_Data_
_ _ _

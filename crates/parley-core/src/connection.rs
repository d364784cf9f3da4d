//! Connection identity and the informational half of a connection record.

use std::fmt;
use std::net::SocketAddr;

use chrono::{DateTime, Utc};

use crate::Username;

// ============================================================================
// Type-Safe Identifiers
// ============================================================================

/// Identity of one accepted connection.
///
/// Assigned by the acceptor from a monotonically increasing counter, so two
/// live connections never share an id. Registry membership is keyed by it.
#[derive(Debug, Clone, Copy, PartialEq, Eq, Hash, PartialOrd, Ord)]
pub struct ConnectionId(u64);

impl ConnectionId {
    pub const fn new(id: u64) -> Self {
        Self(id)
    }
}

impl fmt::Display for ConnectionId {
    fn fmt(&self, f: &mut fmt::Formatter<'_>) -> fmt::Result {
        write!(f, "conn-{}", self.0)
    }
}

impl From<u64> for ConnectionId {
    fn from(id: u64) -> Self {
        Self(id)
    }
}

// ============================================================================
// Connection Info
// ============================================================================

/// Immutable facts about a client that completed the handshake.
#[derive(Debug, Clone, PartialEq, Eq)]
pub struct ConnectionInfo {
    pub id: ConnectionId,
    pub peer_addr: SocketAddr,
    pub username: Username,
    pub connected_at: DateTime<Utc>,
}

impl ConnectionInfo {
    /// Creates connection info stamped with the current time.
    pub fn new(id: ConnectionId, peer_addr: SocketAddr, username: Username) -> Self {
        Self {
            id,
            peer_addr,
            username,
            connected_at: Utc::now(),
        }
    }

    /// Time elapsed since the handshake completed.
    ///
    /// Clamped to zero if the wall clock moved backwards.
    pub fn connected_for(&self) -> std::time::Duration {
        Utc::now()
            .signed_duration_since(self.connected_at)
            .to_std()
            .unwrap_or_default()
    }
}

_ _ _

_Goal of the exercise_
Filter the listing above by the word "SocketAddr"; copy each line that passes.

_Exercise solution_
use std::net::SocketAddr;
    pub peer_addr: SocketAddr,
    pub fn new(id: ConnectionId, peer_addr: SocketAddr, username: Username) -> Self {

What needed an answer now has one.